I tried it in sound cloud but it still sounds the same.

The bass is still too loud and the guitars are not as heavy as they were when I had it in Reaper

Here's the link to it in Soundcloud 

http://soundcloud.com/thrusttony/
new-track-latest-4-1


----------



## eaeolian (Dec 13, 2011)

Do you have any plugs on your master bus?


----------



## ThrustTony (Dec 13, 2011)

eaeolian said:


> Do you have any plugs on your master bus?


 The only plugin I have on the Master channel is an eq


----------



## Winspear (Dec 13, 2011)

A bit of crossthreading, will copy this here and reply;



ThrustTony said:


> I've played around with rendering loads of times but I'm still getting the same problem!
> 
> Whats strange is when I render the track and listen to it as a wav file it sounds like poo but also when I go back to Reaper it then sounds poo in there as well.
> 
> ...



That's really strange. So as soon as you export from Reaper, the project itself sounds different? How do you get it back to how it was? Restarting Reaper? 
Can you screenshot your exporting process?


----------



## the unbearable (Dec 14, 2011)

make sure you are rendering in the same sample rate as you're recording. the compression algorithm in reaper can't convert between 44.1 and 48 worth a fuck... screwed me many times....


----------



## ThrustTony (Dec 14, 2011)

unbrblncvncfbng said:


> make sure you are rendering in the same sample rate as you're recording. the compression algorithm in reaper can't convert between 44.1 and 48 worth a fuck... screwed me many times....


 
I'm rendering it at 44100hz and as 16 bit. Does that sound right?

Thanks for the reply


----------



## ThrustTony (Dec 14, 2011)

EtherealEntity said:


> A bit of crossthreading, will copy this here and reply;
> 
> 
> 
> ...


 
I have to re start reaper for it to go back to sounding normal.
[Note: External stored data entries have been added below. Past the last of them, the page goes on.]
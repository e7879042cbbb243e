// Copyright (c) 2025 Steve Wagner (ciroque@live.com)
// SPDX-License-Identifier: MIT

//! Log event model consumed by pattern converters.
//!
//! Events are plain data. Converters read them through shared references
//! and never modify them, so a single event can be rendered by any number
//! of layouts.

use serde::{Deserialize, Serialize};
use std::collections::BTreeMap;
use std::fmt::{Display, Formatter};
use std::str::FromStr;

/// Severity of a log event.
#[derive(Debug, Clone, Copy, Default, PartialEq, Eq, PartialOrd, Ord, Hash, Serialize, Deserialize)]
#[serde(rename_all = "UPPERCASE")]
pub enum Level {
    #[serde(alias = "trace")]
    Trace,
    #[serde(alias = "debug")]
    Debug,
    #[default]
    #[serde(alias = "info")]
    Info,
    #[serde(alias = "warn")]
    Warn,
    #[serde(alias = "error")]
    Error,
    #[serde(alias = "fatal")]
    Fatal,
}

impl Level {
    pub fn as_str(&self) -> &'static str {
        match self {
            Level::Trace => "TRACE",
            Level::Debug => "DEBUG",
            Level::Info => "INFO",
            Level::Warn => "WARN",
            Level::Error => "ERROR",
            Level::Fatal => "FATAL",
        }
    }
}

impl Display for Level {
    fn fmt(&self, f: &mut Formatter<'_>) -> std::fmt::Result {
        f.write_str(self.as_str())
    }
}

impl FromStr for Level {
    type Err = String;

    fn from_str(s: &str) -> Result<Self, Self::Err> {
        match s.to_ascii_uppercase().as_str() {
            "TRACE" => Ok(Level::Trace),
            "DEBUG" => Ok(Level::Debug),
            "INFO" => Ok(Level::Info),
            "WARN" | "WARNING" => Ok(Level::Warn),
            "ERROR" => Ok(Level::Error),
            "FATAL" => Ok(Level::Fatal),
            _ => Err(format!("Unknown log level: '{}'", s)),
        }
    }
}

/// A single log record.
///
/// # Example
/// ```json
/// {"logger": "com.foo.Bar", "level": "ERROR", "message": "boom", "thread": "main", "context": {"user": "alice"}}
/// ```
#[derive(Debug, Clone, Default, PartialEq, Serialize, Deserialize)]
pub struct LogEvent {
    #[serde(rename = "logger", default)]
    pub logger_name: String,
    #[serde(default)]
    pub level: Level,
    #[serde(default)]
    pub message: String,
    #[serde(rename = "thread", default)]
    pub thread_name: String,
    #[serde(default)]
    pub context: BTreeMap<String, String>,
}

impl LogEvent {
    pub fn new(logger_name: impl Into<String>, level: Level, message: impl Into<String>) -> Self {
        Self {
            logger_name: logger_name.into(),
            level,
            message: message.into(),
            ..Self::default()
        }
    }

    pub fn with_thread(mut self, thread_name: impl Into<String>) -> Self {
        self.thread_name = thread_name.into();
        self
    }

    pub fn with_context(mut self, key: impl Into<String>, value: impl Into<String>) -> Self {
        self.context.insert(key.into(), value.into());
        self
    }
}
// Copyright (c) 2025 Steve Wagner (ciroque@live.com)
// SPDX-License-Identifier: MIT

use crate::errors::ConfigError;
use serde::Deserialize;
use std::fs;
use std::path::Path;

/// Top-level layout configuration.
///
/// # Example
/// ```yaml
/// layouts:
///   - id: console
///     pattern: "%-5level [%thread] %equals{%logger}{com.foo.Bar}{REDACTED} - %msg%n"
///   - id: audit
///     description: Hide anonymous users
///     pattern: "%equals{%X{user}}{}{anonymous} %msg%n"
/// ```
#[derive(Debug, Clone, Deserialize)]
pub struct Config {
    #[serde(default)]
    pub layouts: Vec<LayoutConfig>,
}

/// One named layout pattern.
#[derive(Debug, Clone, Deserialize)]
pub struct LayoutConfig {
    pub id: String,
    pub pattern: String,
    #[serde(default)]
    pub description: Option<String>,
}

/// On-disk configuration syntax, chosen from the file extension.
#[derive(Debug, Clone, Copy, PartialEq, Eq)]
pub enum ConfigFormat {
    Yaml,
    Toml,
}

impl ConfigFormat {
    /// `.toml` files are TOML, everything else is YAML.
    pub fn from_path(path: &Path) -> Self {
        match path.extension().and_then(|e| e.to_str()) {
            Some(ext) if ext.eq_ignore_ascii_case("toml") => ConfigFormat::Toml,
            _ => ConfigFormat::Yaml,
        }
    }
}

/// Parse configuration text without validating it
pub fn parse_config(content: &str, format: ConfigFormat) -> Result<Config, ConfigError> {
    let cfg: Config = match format {
        ConfigFormat::Yaml => serde_yaml::from_str(content)?,
        ConfigFormat::Toml => toml::from_str(content)?,
    };
    Ok(cfg)
}

/// Load a config from a YAML or TOML file
pub fn load_config<P: AsRef<Path>>(path: P) -> Result<Config, ConfigError> {
    let path = path.as_ref();
    let content = fs::read_to_string(path)?;
    parse_config(&content, ConfigFormat::from_path(path))
}

/// Load a config and check layout IDs and patterns.
///
/// Every validation problem is reported, not just the first.
pub fn load_and_validate_config<P: AsRef<Path>>(path: P) -> Result<Config, ConfigError> {
    let cfg = load_config(path)?;
    crate::config::validate_config(&cfg).map_err(ConfigError::Validation)?;
    Ok(cfg)
}
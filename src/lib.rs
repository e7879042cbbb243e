// Copyright (c) 2025 Steve Wagner (ciroque@live.com)
// SPDX-License-Identifier: MIT

pub mod config;        // layout config loading + validation
pub mod converters;    // built-in converters + registry
pub mod errors;        // error handling
pub mod event;         // log event model
pub mod layout;        // compiled layouts
pub mod observability;
pub mod pattern;       // pattern parser + formatter chains
pub mod stream;        // JSON-lines rendering
pub mod traits;        // unified abstractions
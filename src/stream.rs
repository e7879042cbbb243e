// Copyright (c) 2025 Steve Wagner (ciroque@live.com)
// SPDX-License-Identifier: MIT

//! Render a stream of JSON-lines events through a set of layouts.

use std::sync::Arc;

use tokio::io::{AsyncBufRead, AsyncBufReadExt, AsyncWrite, AsyncWriteExt};

use crate::event::LogEvent;
use crate::layout::PatternLayout;
use crate::observability::messages::layout::EventDecodeFailed;
use crate::observability::messages::StructuredLog;

/// Totals for one pass over an event stream.
#[derive(Debug, Clone, Copy, Default, PartialEq, Eq)]
pub struct StreamSummary {
    pub rendered: usize,
    pub skipped: usize,
}

/// Read one JSON event per line and write every layout's rendering of it.
///
/// Blank lines are ignored and lines that are not valid events are logged
/// and skipped. Output lines are prefixed with the layout ID when more than
/// one layout is given, and always end with a newline.
pub async fn render_event_stream<R, W>(
    reader: R,
    layouts: &[Arc<PatternLayout>],
    out: &mut W,
) -> std::io::Result<StreamSummary>
where
    R: AsyncBufRead + Unpin,
    W: AsyncWrite + Unpin,
{
    let mut lines = reader.lines();
    let mut summary = StreamSummary::default();
    let mut line_number = 0;
    let mut buf = String::new();

    while let Some(line) = lines.next_line().await? {
        line_number += 1;
        if line.trim().is_empty() {
            continue;
        }

        let event: LogEvent = match serde_json::from_str(&line) {
            Ok(event) => event,
            Err(e) => {
                EventDecodeFailed {
                    line_number,
                    error: &e,
                }
                .log();
                summary.skipped += 1;
                continue;
            }
        };

        for layout in layouts {
            buf.clear();
            if layouts.len() > 1 {
                buf.push_str(layout.id());
                buf.push_str(": ");
            }
            layout.format_into(&event, &mut buf);
            if !buf.ends_with('\n') {
                buf.push('\n');
            }
            out.write_all(buf.as_bytes()).await?;
        }
        summary.rendered += 1;
    }

    out.flush().await?;
    Ok(summary)
}

#[cfg(test)]
mod tests {
    use super::*;
    use crate::pattern::PatternParser;

    fn layouts(patterns: &[(&str, &str)]) -> Vec<Arc<PatternLayout>> {
        let parser = PatternParser::with_builtins();
        patterns
            .iter()
            .map(|(id, pattern)| Arc::new(PatternLayout::new(*id, pattern, &parser)))
            .collect()
    }

    #[tokio::test]
    async fn test_single_layout_stream() {
        let input = concat!(
            r#"{"logger":"com.foo.Bar","level":"INFO","message":"a"}"#,
            "\n\n",
            r#"{"logger":"com.foo.Baz","level":"WARN","message":"b"}"#,
            "\n",
        );
        let layouts = layouts(&[("console", "%equals{%logger}{com.foo.Bar}{REDACTED} %msg")]);
        let mut out = Vec::new();

        let summary = render_event_stream(input.as_bytes(), &layouts, &mut out).await.unwrap();

        assert_eq!(summary, StreamSummary { rendered: 2, skipped: 0 });
        assert_eq!(String::from_utf8(out).unwrap(), "REDACTED a\ncom.foo.Baz b\n");
    }

    #[tokio::test]
    async fn test_multiple_layouts_are_prefixed() {
        let input = "{\"logger\":\"x\",\"level\":\"error\",\"message\":\"m\"}\n";
        let layouts = layouts(&[("lvl", "%level%n"), ("msg", "%msg")]);
        let mut out = Vec::new();

        render_event_stream(input.as_bytes(), &layouts, &mut out).await.unwrap();

        assert_eq!(String::from_utf8(out).unwrap(), "lvl: ERROR\nmsg: m\n");
    }

    #[tokio::test]
    async fn test_bad_lines_are_skipped() {
        let input = "not json\n{\"message\":\"ok\"}\n{\"level\":\"LOUD\"}\n";
        let layouts = layouts(&[("console", "%msg")]);
        let mut out = Vec::new();

        let summary = render_event_stream(input.as_bytes(), &layouts, &mut out).await.unwrap();

        assert_eq!(summary, StreamSummary { rendered: 1, skipped: 2 });
        assert_eq!(String::from_utf8(out).unwrap(), "ok\n");
    }
}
Do I need to render each track before rendering the whole thing?

I'll try and get a screen shot. not sure how to do that but I will give it a go lol


----------



## ThrustTony (Dec 14, 2011)

EtherealEntity said:


> A bit of crossthreading, will copy this here and reply;
> 
> 
> 
> ...


 
I found a screen shot which is really simular to mine


----------



## eaeolian (Dec 14, 2011)

Hmm. So this happens if you render to WAV - have you tried rendering to other formats? Does it do the same thing to mp3s?


----------



## Winspear (Dec 14, 2011)

unbrblncvncfbng said:


> make sure you are rendering in the same sample rate as you're recording. the compression algorithm in reaper can't convert between 44.1 and 48 worth a fuck... screwed me many times....





ThrustTony said:


> I'm rendering it at 44100hz and as 16 bit. Does that sound right?
> 
> Thanks for the reply



44.1, 16bit is CD quality so yes you're doing it right. Sounds like the guy above knows this deal from experience though. It's usual to run projects at 48000 24 bit and change it on export - is this what you're running your projects at? It's the right thing to do but sounds from that quote that Reaper can't handle it. If your projects are 48000, try export at 48000 and see what happens. You'll need to use external software to make it 44100.


----------



## ThrustTony (Dec 14, 2011)

EtherealEntity said:


> 44.1, 16bit is CD quality so yes you're doing it right. Sounds like the guy above knows this deal from experience though. It's usual to run projects at 48000 24 bit and change it on export - is this what you're running your projects at? It's the right thing to do but sounds from that quote that Reaper can't handle it. If your projects are 48000, try export at 48000 and see what happens. You'll need to use external software to make it 44100.


 
In my project setting it says my sample rate is 44100.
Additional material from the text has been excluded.